> **Collected data**:

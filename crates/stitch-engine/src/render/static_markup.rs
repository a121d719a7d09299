//! Static components: the file is the markup

use crate::component::ComponentDefinition;
use crate::render::ComponentRenderer;
use crate::{BuildError, BuildResult};

#[derive(Debug, Clone, Copy, Default)]
pub struct StaticRenderer;

impl ComponentRenderer for StaticRenderer {
    async fn render_markup(
        &self,
        definition: &ComponentDefinition,
        _original: &str,
    ) -> BuildResult<String> {
        smol::fs::read_to_string(&definition.path)
            .await
            .map_err(|e| BuildError::io(&definition.path, e))
    }
}
//! Script components, executed in the sandbox

use crate::component::ComponentDefinition;
use crate::render::ComponentRenderer;
use crate::sandbox::SandboxRunner;
use crate::BuildResult;

#[derive(Debug, Clone)]
pub struct ScriptRenderer {
    sandbox: SandboxRunner,
}

impl ScriptRenderer {
    pub fn new(sandbox: SandboxRunner) -> Self {
        Self { sandbox }
    }
}

impl ComponentRenderer for ScriptRenderer {
    async fn render_markup(
        &self,
        definition: &ComponentDefinition,
        original: &str,
    ) -> BuildResult<String> {
        self.sandbox.render_component(definition, original).await
    }
}
//! HTML5 Parser implementation
//!
//! Uses html5ever's RcDom and converts it into the stitch arena tree.
//! Whitespace text and `<template>` contents are kept so that a parse
//! followed by a serialize reproduces the author's markup.

use html5ever::parse_document;
use html5ever::tendril::TendrilSink;
use markup5ever_rcdom::{Handle, NodeData as RcNodeData, RcDom};
use stitch_dom::{Document, DomTree, NodeId};

/// Nodes parsed out of a markup fragment.
///
/// The nodes belong to `document`, a disposable wrapper; callers import
/// them into their own tree before use.
#[derive(Debug)]
pub struct Fragment {
    pub document: Document,
    pub nodes: Vec<NodeId>,
}

impl Fragment {
    /// True when the fragment has no nodes, or only whitespace text
    pub fn is_blank(&self) -> bool {
        self.nodes.iter().all(|&id| {
            self.document
                .tree
                .get(id)
                .and_then(|n| n.as_text())
                .is_some_and(|t| t.trim().is_empty())
        })
    }
}

/// HTML5 parser
pub struct HtmlParser;

impl HtmlParser {
    /// Create a new HTML parser
    pub fn new() -> Self {
        Self
    }

    /// Parse a full HTML document.
    ///
    /// Custom elements written in `<head>` stay there. html5ever would
    /// otherwise close the head at the first unknown tag and move the
    /// rest into `<body>`.
    pub fn parse(&self, html: &str) -> Document {
        let held = hold_head_content(html);
        let source = held.as_deref().unwrap_or(html);
        let dom = parse_document(RcDom::default(), Default::default()).one(source);

        let mut document = Document::empty();
        let root = document.tree.root();
        self.convert_node(&dom.document, &mut document.tree, root);
        if held.is_some() {
            release_head_content(&mut document);
        }

        tracing::trace!("Parsed {} nodes", document.tree.len());
        document
    }

    /// Parse markup as the content of a disposable `<body>` container
    pub fn parse_fragment(&self, markup: &str) -> Fragment {
        let wrapped = format!("<!doctype html><html><head></head><body>{markup}</body></html>");
        let document = self.parse(&wrapped);
        let nodes = document
            .body()
            .map(|body| document.tree.child_ids(body))
            .unwrap_or_default();
        Fragment { document, nodes }
    }

    /// Convert an RcDom node to our DOM format
    fn convert_node(&self, handle: &Handle, tree: &mut DomTree, parent: NodeId) {
        match &handle.data {
            RcNodeData::Document => {
                for child in handle.children.borrow().iter() {
                    self.convert_node(child, tree, parent);
                }
            }
            RcNodeData::Doctype { name, public_id, system_id } => {
                let id = tree.create_doctype(name, public_id, system_id);
                attach(tree, parent, id);
            }
            RcNodeData::Text { contents } => {
                let id = tree.create_text(&contents.borrow());
                attach(tree, parent, id);
            }
            RcNodeData::Comment { contents } => {
                let id = tree.create_comment(contents);
                attach(tree, parent, id);
            }
            RcNodeData::Element { name, attrs, template_contents, .. } => {
                let id = tree.create_element(&name.local);
                if let Some(elem) = tree.element_mut(id) {
                    for attr in attrs.borrow().iter() {
                        let local: &str = &attr.name.local;
                        match &attr.name.prefix {
                            Some(prefix) => elem.set_attr(&format!("{}:{}", &**prefix, local), &*attr.value),
                            None => elem.set_attr(local, &*attr.value),
                        }
                    }
                }
                attach(tree, parent, id);

                // <template> keeps its children in a separate fragment
                if let Some(contents) = template_contents.borrow().as_ref() {
                    for child in contents.children.borrow().iter() {
                        self.convert_node(child, tree, id);
                    }
                }
                for child in handle.children.borrow().iter() {
                    self.convert_node(child, tree, id);
                }
            }
            RcNodeData::ProcessingInstruction { .. } => {
                // Not part of HTML output
            }
        }
    }
}

impl Default for HtmlParser {
    fn default() -> Self {
        Self::new()
    }
}

/// Marks the `<template>` that carries head content through html5ever
const HEAD_HOLDER_ATTR: &str = "data-stitch-head";

/// Wrap the head's content in a marker `<template>` when it contains a
/// custom element. Template contents are parsed in place, so nothing is
/// hoisted into `<body>`.
fn hold_head_content(html: &str) -> Option<String> {
    // ASCII lowercasing keeps byte offsets aligned with `html`
    let lower = html.to_ascii_lowercase();
    let open = find_tag(&lower, 0, "<head")?;
    let content_start = open + lower[open..].find('>')? + 1;
    let close = find_tag(&lower, content_start, "</head")?;
    if !has_custom_tag(&lower[content_start..close]) {
        return None;
    }
    Some(format!(
        "{}<template {HEAD_HOLDER_ATTR}>{}</template>{}",
        &html[..content_start],
        &html[content_start..close],
        &html[close..]
    ))
}

/// Find `pattern` at or after `from` where the tag name ends right after it
fn find_tag(lower: &str, from: usize, pattern: &str) -> Option<usize> {
    lower[from..]
        .match_indices(pattern)
        .map(|(i, _)| from + i)
        .find(|&i| {
            matches!(
                lower.as_bytes().get(i + pattern.len()),
                Some(b'>' | b'/' | b' ' | b'\t' | b'\n' | b'\r' | b'\x0c')
            )
        })
}

/// Check for a start tag whose name contains a hyphen
fn has_custom_tag(markup: &str) -> bool {
    markup.match_indices('<').any(|(i, _)| {
        let name: String = markup[i + 1..]
            .chars()
            .take_while(|c| c.is_ascii_alphanumeric() || *c == '-')
            .collect();
        name.starts_with(|c: char| c.is_ascii_alphabetic()) && name.contains('-')
    })
}

/// Move the marker template's children back into `<head>` and drop it
fn release_head_content(document: &mut Document) {
    let Some(head) = document.head() else {
        return;
    };
    let tree = &mut document.tree;
    for holder in tree.child_ids(head) {
        let is_holder = tree.tag_name(holder) == Some("template")
            && tree.element(holder).is_some_and(|e| e.has_attr(HEAD_HOLDER_ATTR));
        if !is_holder {
            continue;
        }
        for child in tree.child_ids(holder) {
            if let Err(err) = tree.insert_before(head, child, Some(holder)) {
                tracing::debug!("Dropping head node: {}", err);
            }
        }
        if let Err(err) = tree.remove_child(head, holder) {
            tracing::debug!("Could not unwrap head content: {}", err);
        }
    }
}

fn attach(tree: &mut DomTree, parent: NodeId, child: NodeId) {
    if let Err(err) = tree.append_child(parent, child) {
        tracing::debug!("Dropping parsed node: {}", err);
    }
}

> **Try it**:
Wherever the string "format" shows up in a line of the records, count that line once. Report the total alone.

> **Completed task**:
4